Gertrude écouta tout cela en silence et sans y répondre; mais, vu son caractère, il est permis de douter qu'elle en tirât des conclusions conformes à celles que sa mère désirait lui inculquer.

Cependant nos voyageurs étaient arrivés à la porte orientale de la ville, après avoir traversé des rues remplies d'une foule de gens heureusement trop occupés des nouvelles du jour et des événemens politiques pour faire attention à un couple dont l'extérieur n'offrait rien de bien remarquable. Les gardes les laissèrent passer en vertu d'une permission que Pavillon leur avait obtenue, mais au nom de son collègue Rouslaer, et ils prirent congé de Peterkin Geislaer, en se souhaitant réciproquement, en peu de mots, toutes sortes de prospérités. Presque au même instant, un jeune homme vigoureux, monté sur un bon cheval gris, vint les joindre, et se fit connaître à eux comme Hans Glover, l'amoureux de Trudchen Pavillon. C'était un jeune homme à bonne figure flamande, ne brillant point par l'intelligence, annonçant plus de bonté de cœur et d'enjouement que d'esprit; et, comme la comtesse Isabelle ne put s'empêcher de le penser, peu digne de l'affection de la généreuse Gertrude. Il parut cependant désirer de concourir de tout son pouvoir aux vues bienfaisantes de la fille du bourguemestre; car après avoir salué respectueusement la comtesse, il lui demanda sur quelle route elle désirait qu'il la conduisît.

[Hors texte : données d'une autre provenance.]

//! Error catalog.
//!
//! Every failure the compiler can report is an [`ErrorKind`]. The kind maps
//! to a stable `code` that callers match on, and renders a message meant for
//! the template author. Messages are not a contract and must not be parsed.

use std::any::type_name;
use std::fmt;

use serde::Serialize;
use thiserror::Error;

use crate::lexer::Span;

/// A failure raised by host code: a function bound in the variables or the
/// reference resolver. `name` identifies the kind of failure (usually the
/// error's type name) and survives wrapping.
#[derive(Debug, Clone, PartialEq, Eq, Error)]
#[error("{name}: {message}")]
pub struct HostError {
    pub name: String,
    pub message: String,
}

impl HostError {
    pub fn new(name: impl Into<String>, message: impl Into<String>) -> Self {
        Self {
            name: name.into(),
            message: message.into(),
        }
    }

    /// Captures the short type name and display text of any error.
    pub fn from_error<E: std::error::Error>(err: &E) -> Self {
        let full = type_name::<E>();
        let path = full.split('<').next().unwrap_or(full);
        let name = path.rsplit("::").next().unwrap_or(path);
        Self::new(name, err.to_string())
    }
}

impl From<CompileError> for HostError {
    fn from(err: CompileError) -> Self {
        Self::new("CompileError", format!("[{}] {}", err.code, err.message))
    }
}

#[derive(Debug, Clone, PartialEq)]
pub enum ErrorKind {
    // Structural
    UnexpectedEofToken(String),
    UnexpectedToken(String),
    UnexpectedBlockClose,
    InvalidElseif,
    InvalidElseifPlacementUnclosedBlock(String),
    InvalidElseifPlacementOutsideIf,
    InvalidElsePlacementUnclosedBlock(String),
    InvalidElsePlacementOutsideIf,
    ExpectedBlockType,
    UnexpectedTokenDestructure,
    ExpectedName,
    UnexpectedMustacheCloseTag,
    UnclosedComment,
    UnexpectedEndOfComment,
    InvalidTagName,
    DuplicateAttribute,
    UnclosedAttributeValue(String),
    MissingAttributeValue,
    InvalidLogicBlockPlacement { location: String, name: String },
    InvalidConfig(String),
    UnexpectedTagClose(String),
    InvalidStaticAttribute(String),

    // Semantic
    UnsupportedBaseNodeType(String),
    VariableAlreadyDeclared(String),
    InvalidObjectKey,
    UnsupportedOperator(String),
    InvalidAssignment,
    UnknownTag(String),
    InvalidToolCallPlacement,
    MessageTagInsideMessage,
    ContentTagInsideContent,
    ToolCallTagInsideContent,
    ToolCallTagWithoutId,
    ToolMessageWithoutId,
    ToolCallWithoutName,
    InvalidToolCallArguments,
    MessageTagWithoutRole,
    InvalidContentType(String),
    InvalidReferencePromptPlacement,
    ReferenceTagWithoutPrompt,
    MissingReferenceFunction,
    ReferenceError(HostError),
    ReferenceCycle(String),
    ReferenceDepthExceeded(usize),
    ReferenceTagHasContent,

    // Evaluation
    InvalidMessageRole(String),
    VariableNotDeclared(String),
    InvalidSpreadInArray(String),
    InvalidSpreadInObject(String),
    InvalidUpdate { operation: String, value_type: String },
    PropertyNotExists(String),
    NotAFunction(String),
    FunctionCallError(HostError),
}

impl ErrorKind {
    pub fn code(&self) -> &'static str {
        use ErrorKind::*;
        match self {
            UnexpectedEofToken(_) => "unexpected-eof",
            UnexpectedToken(_) | UnexpectedTokenDestructure => "unexpected-token",
            UnexpectedBlockClose => "unexpected-block-close",
            InvalidElseif => "invalid-elseif",
            InvalidElseifPlacementUnclosedBlock(_) | InvalidElseifPlacementOutsideIf => {
                "invalid-elseif-placement"
            }
            InvalidElsePlacementUnclosedBlock(_) | InvalidElsePlacementOutsideIf => {
                "invalid-else-placement"
            }
            ExpectedBlockType => "expected-block-type",
            ExpectedName => "expected-name",
            UnexpectedMustacheCloseTag => "unexpected-mustache-close-tag",
            UnclosedComment => "unclosed-comment",
            UnexpectedEndOfComment => "unexpected-end-of-comment",
            InvalidTagName => "invalid-tag-name",
            DuplicateAttribute => "duplicate-attribute",
            UnclosedAttributeValue(_) => "unclosed-attribute-value",
            MissingAttributeValue => "missing-attribute-value",
            InvalidLogicBlockPlacement { .. } => "invalid-logic-block-placement",
            InvalidConfig(_) => "invalid-config",
            UnexpectedTagClose(_) => "unexpected-tag-close",
            InvalidStaticAttribute(_) => "invalid-static-attribute",
            UnsupportedBaseNodeType(_) => "unsupported-base-node-type",
            VariableAlreadyDeclared(_) => "variable-already-declared",
            InvalidObjectKey => "invalid-object-key",
            UnsupportedOperator(_) => "unsupported-operator",
            InvalidAssignment => "invalid-assignment",
            UnknownTag(_) => "unknown-tag",
            InvalidToolCallPlacement => "invalid-tool-call-placement",
            MessageTagInsideMessage => "message-tag-inside-message",
            ContentTagInsideContent => "content-tag-inside-content",
            ToolCallTagInsideContent => "tool-call-tag-inside-content",
            ToolCallTagWithoutId => "tool-call-tag-without-id",
            ToolMessageWithoutId => "tool-message-without-id",
            ToolCallWithoutName => "tool-call-without-name",
            InvalidToolCallArguments => "invalid-tool-call-arguments",
            MessageTagWithoutRole => "message-tag-without-role",
            InvalidContentType(_) => "invalid-content-type",
            InvalidReferencePromptPlacement => "invalid-reference-prompt-placement",
            ReferenceTagWithoutPrompt => "reference-tag-without-prompt",
            MissingReferenceFunction => "missing-reference-function",
            ReferenceError(_) => "reference-error",
            ReferenceCycle(_) => "reference-cycle",
            ReferenceDepthExceeded(_) => "reference-depth-exceeded",
            ReferenceTagHasContent => "reference-tag-has-content",
            InvalidMessageRole(_) => "invalid-message-role",
            VariableNotDeclared(_) => "variable-not-declared",
            InvalidSpreadInArray(_) => "invalid-spread-in-array",
            InvalidSpreadInObject(_) => "invalid-spread-in-object",
            InvalidUpdate { .. } => "invalid-update",
            PropertyNotExists(_) => "property-not-exists",
            NotAFunction(_) => "not-a-function",
            FunctionCallError(_) => "function-call-error",
        }
    }

    pub fn message(&self) -> String {
        use ErrorKind::*;
        match self {
            UnexpectedEofToken(token) => format!("Unexpected end of input, expected '{token}'"),
            UnexpectedToken(token) => format!("Expected '{token}'"),
            UnexpectedBlockClose => "Unexpected block closing tag".to_string(),
            InvalidElseif => "'elseif' should be 'else if'".to_string(),
            InvalidElseifPlacementUnclosedBlock(block) => {
                format!("Expected to close {block} before seeing {{:else if ...}} block")
            }
            InvalidElseifPlacementOutsideIf => {
                "Cannot have an {:else if ...} block outside an {#if ...} block".to_string()
            }
            InvalidElsePlacementUnclosedBlock(block) => {
                format!("Expected to close {block} before seeing {{:else}} block")
            }
            InvalidElsePlacementOutsideIf => {
                "Cannot have an {:else} block outside an {#if ...} or {#each ...} block".to_string()
            }
            ExpectedBlockType => "Expected if or each".to_string(),
            UnexpectedTokenDestructure => "Expected identifier or destructure pattern".to_string(),
            ExpectedName => "Expected name".to_string(),
            UnexpectedMustacheCloseTag => {
                "Unexpected closing tag without matching opening tag".to_string()
            }
            UnclosedComment => "Unclosed comment".to_string(),
            UnexpectedEndOfComment => "Unexpected end of comment".to_string(),
            InvalidTagName => "Expected valid tag name".to_string(),
            DuplicateAttribute => "Attributes need to be unique".to_string(),
            UnclosedAttributeValue(token) => {
                format!("Expected to close the attribute value with {token}")
            }
            MissingAttributeValue => "Expected value for the attribute".to_string(),
            InvalidLogicBlockPlacement { location, name } => {
                format!("{{#{name}}} block cannot be {location}")
            }
            InvalidConfig(message) => format!("Invalid config: {message}"),
            UnexpectedTagClose(name) => format!("Unexpected closing tag for {name}"),
            InvalidStaticAttribute(name) => {
                format!("The attribute '{name}' must only contain literal values")
            }
            UnsupportedBaseNodeType(kind) => format!("Unsupported base node type: {kind}"),
            VariableAlreadyDeclared(name) => format!("Variable '{name}' is already declared"),
            InvalidObjectKey => "Invalid object key".to_string(),
            UnsupportedOperator(op) => format!("Unsupported operator: {op}"),
            InvalidAssignment => "Invalid assignment".to_string(),
            UnknownTag(name) => format!("Unknown tag: '{name}'"),
            InvalidToolCallPlacement => {
                "All tool calls must be inside of an assistant message".to_string()
            }
            MessageTagInsideMessage => {
                "Message tags cannot be inside of another message".to_string()
            }
            ContentTagInsideContent => "Content tags must be directly inside message tags".to_string(),
            ToolCallTagInsideContent => "Tool calls must be directly inside message tags".to_string(),
            ToolCallTagWithoutId => "Tool call tags must have an id attribute".to_string(),
            ToolMessageWithoutId => "Tool messages must have an id attribute".to_string(),
            ToolCallWithoutName => "Tool calls must have a name attribute".to_string(),
            InvalidToolCallArguments => {
                "Tool calls must contain a valid JSON object as arguments".to_string()
            }
            MessageTagWithoutRole => "Message tags must have a role attribute".to_string(),
            InvalidContentType(kind) => format!("Invalid content type: {kind}"),
            InvalidReferencePromptPlacement => {
                "Reference tags must not be inside of other tags".to_string()
            }
            ReferenceTagWithoutPrompt => "Reference tags must have a prompt attribute".to_string(),
            MissingReferenceFunction => "A reference function was not provided".to_string(),
            ReferenceError(err) => format!(
                "There was an error referencing the prompt: \n{} {}",
                err.name, err.message
            ),
            ReferenceCycle(prompt) => {
                format!("Prompt '{prompt}' references itself through a reference cycle")
            }
            ReferenceDepthExceeded(max) => {
                format!("References are nested deeper than the allowed {max} levels")
            }
            ReferenceTagHasContent => "Reference tags cannot have content".to_string(),
            InvalidMessageRole(role) => format!("Invalid message role: {role}"),
            VariableNotDeclared(name) => format!("Variable '{name}' is not declared"),
            InvalidSpreadInArray(element) => format!("Element '{element}' is not iterable"),
            InvalidSpreadInObject(property) => {
                format!("Property '{property}' is not valid for spreading")
            }
            InvalidUpdate {
                operation,
                value_type,
            } => format!("Cannot use {operation} operation on {value_type}"),
            PropertyNotExists(property) => format!("Property '{property}' does not exist on object"),
            NotAFunction(kind) => format!("'{kind}' is not a function"),
            FunctionCallError(err) => {
                format!("Error calling function: \n{} {}", err.name, err.message)
            }
        }
    }
}

impl fmt::Display for ErrorKind {
    fn fmt(&self, f: &mut fmt::Formatter<'_>) -> fmt::Result {
        f.write_str(&self.message())
    }
}

/// The single error a failed compile returns.
#[derive(Debug, Clone, PartialEq, Error, Serialize)]
#[error("{message} ({code}) at line {}, column {}", .location.line, .location.column)]
pub struct CompileError {
    #[serde(skip)]
    pub kind: ErrorKind,
    pub code: &'static str,
    pub message: String,
    pub location: Span,
}

impl CompileError {
    pub fn new(kind: ErrorKind, location: Span) -> Self {
        Self {
            code: kind.code(),
            message: kind.message(),
            kind,
            location,
        }
    }
}

pub type Result<T> = std::result::Result<T, CompileError>;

--Conduisez-moi, lui répondit-elle, vers la ville la plus voisine, sur les frontières du Brabant.

--Vous avez donc déterminé quel sera le but de votre voyage? lui demanda Quentin en faisant approcher son cheval de celui d'Isabelle, et lui parlant en français, langue que leur guide ne comprenait pas.

--Oui, répondit la comtesse; car dans la situation ou je me trouve, il me serait préjudiciable de prolonger mon voyage; je dois chercher à l'abréger, quand même il devrait se terminer à une prison.

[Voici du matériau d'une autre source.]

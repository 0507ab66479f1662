//! Semantic pass: walks the parsed document, enforces tag placement rules,
//! evaluates expressions in nested scopes and feeds the conversation
//! builder.

use futures::future::{BoxFuture, FutureExt};
use indexmap::IndexMap;

use crate::ast::*;
use crate::conversation::{CompileResult, ContentBlock, ConversationBuilder, MessageRole};
use crate::error::{CompileError, ErrorKind, HostError, Result};
use crate::eval::Evaluator;
use crate::lexer::Span;
use crate::parser::Parser;
use crate::reference::ReferenceChain;
use crate::scope::{AlreadyDeclared, ScopeId, ScopeTree};
use crate::value::Value;
use crate::CompileContext;

/// Where the walk currently is, relative to the tags around it.
#[derive(Debug, Clone, Copy, Default)]
struct Placement {
    message: Option<MessageRole>,
    content: bool,
    tool_call: bool,
    in_tag: bool,
}

struct Compiler<'c> {
    source: &'c str,
    ctx: &'c CompileContext,
    chain: ReferenceChain,
    scopes: ScopeTree,
    builder: ConversationBuilder,
    placement: Placement,
}

/// Runs the whole pipeline on one document. Referenced documents come back
/// through here with a longer `chain`.
pub(crate) fn compile_document<'c>(
    source: &'c str,
    vars: IndexMap<String, Value>,
    ctx: &'c CompileContext,
    chain: ReferenceChain,
) -> BoxFuture<'c, Result<CompileResult>> {
    async move {
        let document = Parser::new(source).parse()?;

        let (config, nodes) = match document.nodes.split_first() {
            Some((Node::Config { entries, .. }, rest)) => (entries.clone(), rest),
            _ => (IndexMap::new(), document.nodes.as_slice()),
        };

        let mut compiler = Compiler {
            source,
            ctx,
            chain,
            scopes: ScopeTree::new(vars),
            builder: ConversationBuilder::new(),
            placement: Placement::default(),
        };
        let root = compiler.scopes.root();
        compiler.compile_nodes(nodes, root).await?;

        Ok(CompileResult {
            config,
            messages: compiler.builder.finish(),
        })
    }
    .boxed()
}

fn fail<T>(kind: ErrorKind, span: Span) -> Result<T> {
    Err(CompileError::new(kind, span))
}

fn parse_arguments(text: &str) -> std::result::Result<serde_json::Value, ErrorKind> {
    let text = text.trim();
    if text.is_empty() {
        return Ok(serde_json::Value::Object(serde_json::Map::new()));
    }
    match serde_json::from_str(text) {
        Ok(value @ serde_json::Value::Object(_)) => Ok(value),
        _ => Err(ErrorKind::InvalidToolCallArguments),
    }
}

impl<'c> Compiler<'c> {
    fn evaluator(&mut self, scope: ScopeId) -> Evaluator<'_> {
        Evaluator::new(self.source, &mut self.scopes, scope)
    }

    fn compile_nodes<'a>(&'a mut self, nodes: &'a [Node], scope: ScopeId) -> BoxFuture<'a, Result<()>> {
        async move {
            for node in nodes {
                self.compile_node(node, scope).await?;
            }
            Ok(())
        }
        .boxed()
    }

    /// Compiles `nodes` in a fresh child scope of `parent`.
    async fn compile_branch(&mut self, nodes: &[Node], parent: ScopeId) -> Result<()> {
        let scope = self.scopes.enter(parent);
        let result = self.compile_nodes(nodes, scope).await;
        self.scopes.exit(scope);
        result
    }

    async fn compile_node(&mut self, node: &Node, scope: ScopeId) -> Result<()> {
        match node {
            Node::Text { value, .. } => {
                self.builder.push_text(value);
                Ok(())
            }
            Node::Mustache { expr, .. } => {
                let value = self.evaluator(scope).eval(expr)?;
                if !expr.is_side_effect() {
                    self.builder.push_text(&value.render());
                }
                Ok(())
            }
            Node::If(block) => self.compile_if(block, scope).await,
            Node::Each(block) => self.compile_each(block, scope).await,
            Node::Tag(tag) => self.compile_tag(tag, scope).await,
            Node::Config { span, .. } => fail(
                ErrorKind::UnsupportedBaseNodeType(node.type_name().to_string()),
                *span,
            ),
        }
    }

    async fn compile_if(&mut self, block: &IfBlock, scope: ScopeId) -> Result<()> {
        if self.evaluator(scope).eval(&block.condition)?.is_truthy() {
            return self.compile_branch(&block.consequent, scope).await;
        }
        for alternate in &block.alternates {
            match alternate {
                Alternate::ElseIf { condition, body } => {
                    if self.evaluator(scope).eval(condition)?.is_truthy() {
                        return self.compile_branch(body, scope).await;
                    }
                }
                Alternate::Else { body } => return self.compile_branch(body, scope).await,
            }
        }
        Ok(())
    }

    async fn compile_each(&mut self, block: &EachBlock, scope: ScopeId) -> Result<()> {
        let iterable = self.evaluator(scope).eval(&block.iterable)?;
        let items = match iterable {
            Value::Array(items) if !items.is_empty() => items,
            _ => {
                return match &block.fallback {
                    Some(fallback) => self.compile_branch(fallback, scope).await,
                    None => Ok(()),
                }
            }
        };

        for (index, item) in items.into_iter().enumerate() {
            let iteration = self.scopes.enter(scope);
            let result = match self.bind_iteration(block, iteration, item, index) {
                Ok(()) => self.compile_nodes(&block.body, iteration).await,
                Err(err) => Err(err),
            };
            self.scopes.exit(iteration);
            result?;
        }
        Ok(())
    }

    fn bind_iteration(&mut self, block: &EachBlock, scope: ScopeId, item: Value, index: usize) -> Result<()> {
        self.bind_pattern(&block.item, scope, item)?;
        if let Some(ident) = &block.index {
            self.declare(scope, ident, Value::Number(index as f64))?;
        }
        Ok(())
    }

    fn bind_pattern(&mut self, pattern: &Pattern, scope: ScopeId, value: Value) -> Result<()> {
        match pattern {
            Pattern::Ident(ident) => self.declare(scope, ident, value),
            Pattern::Object(entries) => {
                for (key, binding) in entries {
                    let field = match &value {
                        Value::Object(map) => map.get(&key.name).cloned().unwrap_or_default(),
                        _ => Value::Null,
                    };
                    self.bind_pattern(binding, scope, field)?;
                }
                Ok(())
            }
            Pattern::Array(bindings) => {
                for (position, binding) in bindings.iter().enumerate() {
                    let element = match &value {
                        Value::Array(items) => items.get(position).cloned().unwrap_or_default(),
                        _ => Value::Null,
                    };
                    self.bind_pattern(binding, scope, element)?;
                }
                Ok(())
            }
        }
    }

    fn declare(&mut self, scope: ScopeId, ident: &Ident, value: Value) -> Result<()> {
        self.scopes
            .declare(scope, &ident.name, value)
            .map_err(|AlreadyDeclared| {
                CompileError::new(ErrorKind::VariableAlreadyDeclared(ident.name.clone()), ident.span)
            })
    }

    /// Evaluated attribute value. Flags read as `true`.
    fn attribute(&mut self, tag: &Tag, name: &str, scope: ScopeId) -> Result<Option<Value>> {
        let Some(attribute) = tag.attributes.get(name) else {
            return Ok(None);
        };
        let value = match &attribute.value {
            AttributeValue::Flag => Value::Bool(true),
            AttributeValue::Static(text) => Value::String(text.clone()),
            AttributeValue::Expr(expr) => self.evaluator(scope).eval(expr)?,
        };
        Ok(Some(value))
    }

    /// Attribute rendered as text; a missing or null attribute is `None`.
    fn text_attribute(&mut self, tag: &Tag, name: &str, scope: ScopeId) -> Result<Option<String>> {
        Ok(match self.attribute(tag, name, scope)? {
            None | Some(Value::Null) => None,
            Some(value) => Some(value.render()),
        })
    }

    /// Compiles tag children with `placement` in effect, restoring the
    /// previous placement afterwards.
    async fn compile_children(&mut self, tag: &Tag, placement: Placement, scope: ScopeId) -> Result<()> {
        let previous = std::mem::replace(&mut self.placement, placement);
        let result = self.compile_nodes(&tag.children, scope).await;
        self.placement = previous;
        result
    }

    async fn compile_tag(&mut self, tag: &Tag, scope: ScopeId) -> Result<()> {
        match tag.kind {
            TagKind::Message(role) => self.compile_message(tag, role, scope).await,
            TagKind::Content(kind) => self.compile_content(tag, kind, scope).await,
            TagKind::ToolCall => self.compile_tool_call(tag, scope).await,
            TagKind::Reference => self.compile_reference(tag, scope).await,
            TagKind::Generic => fail(ErrorKind::UnknownTag(tag.name.clone()), tag.span),
        }
    }

    async fn compile_message(&mut self, tag: &Tag, role: Option<MessageRole>, scope: ScopeId) -> Result<()> {
        if self.placement.message.is_some() || self.placement.content {
            return fail(ErrorKind::MessageTagInsideMessage, tag.span);
        }

        let role = match role {
            Some(role) => role,
            None => match self.text_attribute(tag, "role", scope)? {
                Some(role) => role
                    .parse::<MessageRole>()
                    .map_err(|role| CompileError::new(ErrorKind::InvalidMessageRole(role), tag.span))?,
                None => return fail(ErrorKind::MessageTagWithoutRole, tag.span),
            },
        };

        let tool_id = match role {
            MessageRole::Tool => match self.text_attribute(tag, "id", scope)? {
                Some(id) => Some(id),
                None => return fail(ErrorKind::ToolMessageWithoutId, tag.span),
            },
            _ => None,
        };

        self.builder.begin_message(role, tool_id);
        let placement = Placement {
            message: Some(role),
            in_tag: true,
            ..self.placement
        };
        self.compile_children(tag, placement, scope).await?;
        self.builder.end_message();
        Ok(())
    }

    fn content_kind(&self, tag: &Tag) -> Result<ContentKind> {
        let Some(attribute) = tag.attributes.get("type") else {
            return Ok(ContentKind::Text);
        };
        let name = match &attribute.value {
            AttributeValue::Static(name) => name.as_str(),
            _ => "",
        };
        match ContentKind::from_name(name) {
            Some(kind) => Ok(kind),
            None => fail(ErrorKind::InvalidContentType(name.to_string()), attribute.span),
        }
    }

    async fn compile_content(&mut self, tag: &Tag, kind: Option<ContentKind>, scope: ScopeId) -> Result<()> {
        if self.placement.message.is_none() || self.placement.content || self.placement.tool_call {
            return fail(ErrorKind::ContentTagInsideContent, tag.span);
        }
        let kind = match kind {
            Some(kind) => kind,
            None => self.content_kind(tag)?,
        };

        self.builder.flush_text();
        let placement = Placement {
            content: true,
            in_tag: true,
            ..self.placement
        };
        self.compile_children(tag, placement, scope).await?;

        match kind {
            ContentKind::Text => self.builder.flush_text(),
            ContentKind::Image => {
                let url = self.builder.take_text().trim().to_string();
                self.builder.push_block(ContentBlock::Image { url });
            }
        }
        Ok(())
    }

    async fn compile_tool_call(&mut self, tag: &Tag, scope: ScopeId) -> Result<()> {
        if self.placement.content || self.placement.tool_call {
            return fail(ErrorKind::ToolCallTagInsideContent, tag.span);
        }
        if self.placement.message != Some(MessageRole::Assistant) {
            return fail(ErrorKind::InvalidToolCallPlacement, tag.span);
        }
        let Some(id) = self.text_attribute(tag, "id", scope)? else {
            return fail(ErrorKind::ToolCallTagWithoutId, tag.span);
        };
        let Some(name) = self.text_attribute(tag, "name", scope)? else {
            return fail(ErrorKind::ToolCallWithoutName, tag.span);
        };

        self.builder.flush_text();
        let attribute = self.attribute(tag, "arguments", scope)?;
        if attribute.is_some() && tag.children.iter().any(|child| !child.is_blank_text()) {
            return fail(ErrorKind::InvalidToolCallArguments, tag.span);
        }
        let arguments = match attribute {
            Some(value @ Value::Object(_)) => Ok(value.to_json()),
            Some(Value::String(text)) => parse_arguments(&text),
            Some(_) => Err(ErrorKind::InvalidToolCallArguments),
            None => {
                let placement = Placement {
                    tool_call: true,
                    in_tag: true,
                    ..self.placement
                };
                self.compile_children(tag, placement, scope).await?;
                parse_arguments(&self.builder.take_text())
            }
        }
        .map_err(|kind| CompileError::new(kind, tag.span))?;

        self.builder.push_block(ContentBlock::ToolCall {
            id,
            name,
            arguments,
        });
        Ok(())
    }

    async fn compile_reference(&mut self, tag: &Tag, scope: ScopeId) -> Result<()> {
        if self.placement.in_tag {
            return fail(ErrorKind::InvalidReferencePromptPlacement, tag.span);
        }
        let prompt = match tag.attributes.get("prompt").map(|attribute| &attribute.value) {
            Some(AttributeValue::Static(prompt)) => prompt.clone(),
            _ => return fail(ErrorKind::ReferenceTagWithoutPrompt, tag.span),
        };
        if tag.children.iter().any(|child| !child.is_blank_text()) {
            return fail(ErrorKind::ReferenceTagHasContent, tag.span);
        }
        let Some(resolver) = self.ctx.resolver.clone() else {
            return fail(ErrorKind::MissingReferenceFunction, tag.span);
        };
        let chain = self
            .chain
            .enter(&prompt, self.ctx.max_reference_depth)
            .map_err(|kind| CompileError::new(kind, tag.span))?;

        let mut vars = self.scopes.snapshot(scope);
        for name in tag.attributes.keys().filter(|name| *name != "prompt") {
            if let Some(value) = self.attribute(tag, name, scope)? {
                vars.insert(name.clone(), value);
            }
        }

        tracing::debug!(prompt = %prompt, depth = chain.depth(), "resolving reference");
        let source = resolver(prompt.clone()).await.map_err(|err| {
            tracing::debug!(prompt = %prompt, error = %err, "reference resolver failed");
            CompileError::new(ErrorKind::ReferenceError(err), tag.span)
        })?;

        let result = compile_document(&source, vars, self.ctx, chain)
            .await
            .map_err(|err| match err.kind {
                ErrorKind::ReferenceCycle(_) | ErrorKind::ReferenceDepthExceeded(_) => {
                    CompileError::new(err.kind, tag.span)
                }
                _ => {
                    tracing::debug!(prompt = %prompt, code = err.code, "referenced prompt failed to compile");
                    CompileError::new(ErrorKind::ReferenceError(HostError::from(err)), tag.span)
                }
            })?;

        self.builder.extend(result.messages);
        Ok(())
    }
}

--À une prison! s'écria Quentin.

--Oui, mon ami, à une prison; mais j'aurai soin que vous ne la partagiez pas.

--Ne parlez pas de moi; ne pensez pas à moi; que je vous voie en sûreté, et peu m'importe ce que je deviendrai ensuite.

--Ne parlez pas si haut, dit Isabelle, vous surprendrez notre guide. Vous voyez qu'il est déjà à quelques pas devant nous.

Dans le fait le bon Flamand, faisant pour les autres ce qu'il aurait désiré qu'on fît pour lui, avait pris l'avance, pour ne pas gêner leur entretien par la présence d'un tiers, dès qu'il avait vu Quentin s'approcher de la comtesse.

--Oui, continua-t-elle quand elle vit que leur guide était trop éloigné pour qu'il pût les entendre, oui, mon ami, mon protecteur, car pourquoi rougirais-je de vous nommer ce que le ciel vous a rendu pour moi? mon devoir est de vous dire que j'ai résolu de retourner dans mon pays natal, et de m'abandonner à la merci du duc de Bourgogne. Ce sont des conseils malavisés, quoique bien intentionnés, qui m'ont déterminée à fuir sa protection pour celle du politique et astucieux Louis de France.

--Et vous êtes donc résolue à devenir l'épouse du comte de Campo Basso, de l'indigne favori de Charles?